Marion Atieno Osieyo: Um, and yeah, you know, the, the nature conservation that I was taught was that it's a, it's more or less a practice of conserving nature, but requires, [00:42:00] you know, careful managing of our relationship with interaction with an ecosystem or a species, right. And Wangari's whole work, her whole entire thesis and theory of change is about deep relationship with earth, deep relationship in community.

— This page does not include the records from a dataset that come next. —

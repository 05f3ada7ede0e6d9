//! Configuration for extraction, output and calibration.
//!
//! Defaults reproduce the device-monitor log format; CLI flags override
//! individual settings through the `with_*` builders.

use crate::constants::{
    EXCLUDED_CHANNELS, OUTPUT_DATETIME_FORMAT, SEPARATOR_LINE, calibration_columns,
    device_reference, fit_reference,
};
use crate::error::{Result, SensorLogError};
use serde::{Deserialize, Serialize};
use std::path::Path;

/// Supported tabular output formats
#[derive(Debug, Clone, Copy, PartialEq, Eq, Default, Serialize, Deserialize)]
pub enum OutputFormat {
    /// Comma-separated text with a header row
    #[default]
    Csv,
    /// Apache Parquet
    Parquet,
}

impl OutputFormat {
    /// File extension written for this format
    pub fn extension(&self) -> &'static str {
        match self {
            OutputFormat::Csv => "csv",
            OutputFormat::Parquet => "parquet",
        }
    }

    /// Infer the format from an output path, falling back to CSV
    pub fn from_path(path: &Path) -> Self {
        match path.extension().and_then(|e| e.to_str()) {
            Some(ext) if ext.eq_ignore_ascii_case("parquet") => OutputFormat::Parquet,
            _ => OutputFormat::Csv,
        }
    }
}

impl std::str::FromStr for OutputFormat {
    type Err = SensorLogError;

    fn from_str(s: &str) -> Result<Self> {
        match s.to_ascii_lowercase().as_str() {
            "csv" => Ok(OutputFormat::Csv),
            "parquet" => Ok(OutputFormat::Parquet),
            other => Err(SensorLogError::Configuration {
                message: format!("Unknown output format '{}' (expected csv or parquet)", other),
            }),
        }
    }
}

/// Extraction and output configuration
#[derive(Debug, Clone, Serialize, Deserialize)]
pub struct ExtractorConfig {
    /// Channel keywords whose lines are dropped
    pub excluded_channels: Vec<String>,

    /// Exact separator text that marks an ignorable line
    pub separator: String,

    /// Drop records that never received a field value
    pub prune_empty_records: bool,

    /// Tabular output format
    pub output_format: OutputFormat,

    /// chrono format for the timestamp column in CSV output
    pub datetime_format: String,

    /// Maximum number of log files converted at once
    pub max_concurrent_files: usize,
}

impl Default for ExtractorConfig {
    fn default() -> Self {
        Self {
            excluded_channels: EXCLUDED_CHANNELS.iter().map(|s| s.to_string()).collect(),
            separator: SEPARATOR_LINE.to_string(),
            prune_empty_records: false,
            output_format: OutputFormat::Csv,
            datetime_format: OUTPUT_DATETIME_FORMAT.to_string(),
            max_concurrent_files: num_cpus::get(),
        }
    }
}

impl ExtractorConfig {
    /// Replace the excluded channel keywords
    pub fn with_excluded_channels<I, S>(mut self, channels: I) -> Self
    where
        I: IntoIterator<Item = S>,
        S: Into<String>,
    {
        self.excluded_channels = channels.into_iter().map(Into::into).collect();
        self
    }

    /// Add keywords on top of the defaults
    pub fn with_additional_exclusions<I, S>(mut self, channels: I) -> Self
    where
        I: IntoIterator<Item = S>,
        S: Into<String>,
    {
        self.excluded_channels
            .extend(channels.into_iter().map(Into::into));
        self
    }

    /// Drop fully-null records at emission
    pub fn with_prune_empty_records(mut self, prune: bool) -> Self {
        self.prune_empty_records = prune;
        self
    }

    pub fn with_output_format(mut self, format: OutputFormat) -> Self {
        self.output_format = format;
        self
    }

    pub fn with_max_concurrent_files(mut self, max_files: usize) -> Self {
        self.max_concurrent_files = max_files;
        self
    }

    /// Reject settings that would make extraction meaningless
    pub fn validate(&self) -> Result<()> {
        if self.separator.is_empty() {
            return Err(SensorLogError::Configuration {
                message: "Separator text must not be empty".to_string(),
            });
        }
        if let Some(blank) = self.excluded_channels.iter().find(|k| k.trim().is_empty()) {
            return Err(SensorLogError::Configuration {
                message: format!("Excluded channel keyword must not be blank: '{}'", blank),
            });
        }
        if self.max_concurrent_files == 0 {
            return Err(SensorLogError::Configuration {
                message: "At least one concurrent file is required".to_string(),
            });
        }
        Ok(())
    }
}

/// Column names of a calibration table
#[derive(Debug, Clone, Serialize, Deserialize)]
pub struct CalibrationColumns {
    pub real_distance: String,
    pub time_of_flight: String,
    pub temperature: String,
    pub humidity: String,
    pub pressure: String,
}

impl Default for CalibrationColumns {
    fn default() -> Self {
        Self {
            real_distance: calibration_columns::REAL_DISTANCE.to_string(),
            time_of_flight: calibration_columns::TIME_OF_FLIGHT.to_string(),
            temperature: calibration_columns::TEMPERATURE.to_string(),
            humidity: calibration_columns::HUMIDITY.to_string(),
            pressure: calibration_columns::PRESSURE.to_string(),
        }
    }
}

/// Reference point an environmental model is expressed around
#[derive(Debug, Clone, Copy, PartialEq, Serialize, Deserialize)]
pub struct ReferencePoint {
    /// Speed of sound at the reference point (m/s)
    pub speed_of_sound: f64,
    pub temperature: f64,
    pub humidity: f64,
    pub pressure: f64,
}

impl ReferencePoint {
    /// Reference used when fitting models from measured tables
    pub fn fit() -> Self {
        Self {
            speed_of_sound: fit_reference::SPEED_OF_SOUND,
            temperature: fit_reference::TEMPERATURE,
            humidity: fit_reference::HUMIDITY,
            pressure: fit_reference::PRESSURE,
        }
    }

    /// Reference baked into the device firmware
    pub fn device() -> Self {
        Self {
            speed_of_sound: device_reference::SPEED_OF_SOUND,
            temperature: device_reference::TEMPERATURE,
            humidity: device_reference::HUMIDITY,
            pressure: device_reference::PRESSURE,
        }
    }
}

/// Calibration utility configuration
#[derive(Debug, Clone, Serialize, Deserialize)]
pub struct CalibrationConfig {
    pub columns: CalibrationColumns,
    /// Reference point models are fitted around
    pub fit_reference: ReferencePoint,
    /// Reference point compensation is applied around
    pub device_reference: ReferencePoint,
}

impl Default for CalibrationConfig {
    fn default() -> Self {
        Self {
            columns: CalibrationColumns::default(),
            fit_reference: ReferencePoint::fit(),
            device_reference: ReferencePoint::device(),
        }
    }
}

impl CalibrationConfig {
    pub fn with_columns(mut self, columns: CalibrationColumns) -> Self {
        self.columns = columns;
        self
    }
}

#[cfg(test)]
mod tests {
    use super::*;

    #[test]
    fn test_default_config_is_valid() {
        let config = ExtractorConfig::default();
        assert!(config.validate().is_ok());
        assert!(config.excluded_channels.iter().any(|k| k == "Xg"));
        assert!(!config.prune_empty_records);
        assert_eq!(config.output_format, OutputFormat::Csv);
    }

    #[test]
    fn test_builders_override_defaults() {
        let config = ExtractorConfig::default()
            .with_additional_exclusions(["Gyro"])
            .with_prune_empty_records(true)
            .with_max_concurrent_files(2);
        assert!(config.excluded_channels.iter().any(|k| k == "Gyro"));
        assert!(config.excluded_channels.iter().any(|k| k == "Mic"));
        assert!(config.prune_empty_records);
        assert_eq!(config.max_concurrent_files, 2);
    }

    #[test]
    fn test_validation_rejects_blank_keyword() {
        let config = ExtractorConfig::default().with_excluded_channels(["Xg", " "]);
        assert!(matches!(
            config.validate(),
            Err(SensorLogError::Configuration { .. })
        ));
    }

    #[test]
    fn test_output_format_parsing() {
        assert_eq!("CSV".parse::<OutputFormat>().unwrap(), OutputFormat::Csv);
        assert_eq!(
            "parquet".parse::<OutputFormat>().unwrap(),
            OutputFormat::Parquet
        );
        assert!("xlsx".parse::<OutputFormat>().is_err());
        assert_eq!(
            OutputFormat::from_path(Path::new("out/data.PARQUET")),
            OutputFormat::Parquet
        );
        assert_eq!(
            OutputFormat::from_path(Path::new("out/data.txt")),
            OutputFormat::Csv
        );
    }
}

Marion Atieno Osieyo: So it was a complete unraveling of what I thought nature conservation was. And, um, yeah, I was so inspired that you kind of chose to honor her, her work and the things that she was doing. Um, but also, I guess, within, you know, The whole framing of that project, the world reimagined, um, placing her as the center of that, the world or the globe.

Marion Atieno Osieyo: I think that's also quite profound. Um, and I think again, it's moving away from some of the binaries that we have in, um, international [00:43:00] relations, you know, global north and global south. There's always this, you know, and global north being like the apex or the center of the world running. And actually. None of that. It matters in, in when it comes to how power flows in our world, but it's also challenging that notion. But yeah, it's really beautiful. Thank you.

Marion Atieno Osieyo: Um, and connected to that, uh, kind of recentering. where the center of the world is. I'd love to speak to you about the, the color of transformation. Um, and I think that's how I first came across your work actually, the color of transformation project.

Marion Atieno Osieyo: Could you share a bit more about, yeah, your inspiration and how it unfolded?

Bryony Ella: Yeah. Yeah. I guess, yeah, this is another project of centering women of color who are approaching nature [00:44:00] conservation, access, history, writing in different ways. Um, so the color transformation, actually that was in the same year. So two years ago, it's, it's a theorem that I created, um, in collaboration with Butterfly Conservation.

Bryony Ella: Um, and I interviewed seven women working in the UK, um, uh, women of color, uh, black women, each with quite different disciplines, you know, um, some come from. natural history, well, some come from nature access conservation. Um, and I was, I guess the idea behind it was a, you know, wanting to platform the work of, of these women, um, because they've all achieved phenomenal things in their careers, um, which I feel, and I think all of their careers and, you know, [00:45:00] it's, it wasn't like, um, they're just starting.

Bryony Ella: I mean, there's some of them have been working since many, many years, but it's just, you know, um, it's just starting in terms of the recognition that they deserve, I think. And so I wanted to kind of create a space to really celebrate the work that they've been doing in their careers that's been, um, you know, unfairly unnoticed up to this point.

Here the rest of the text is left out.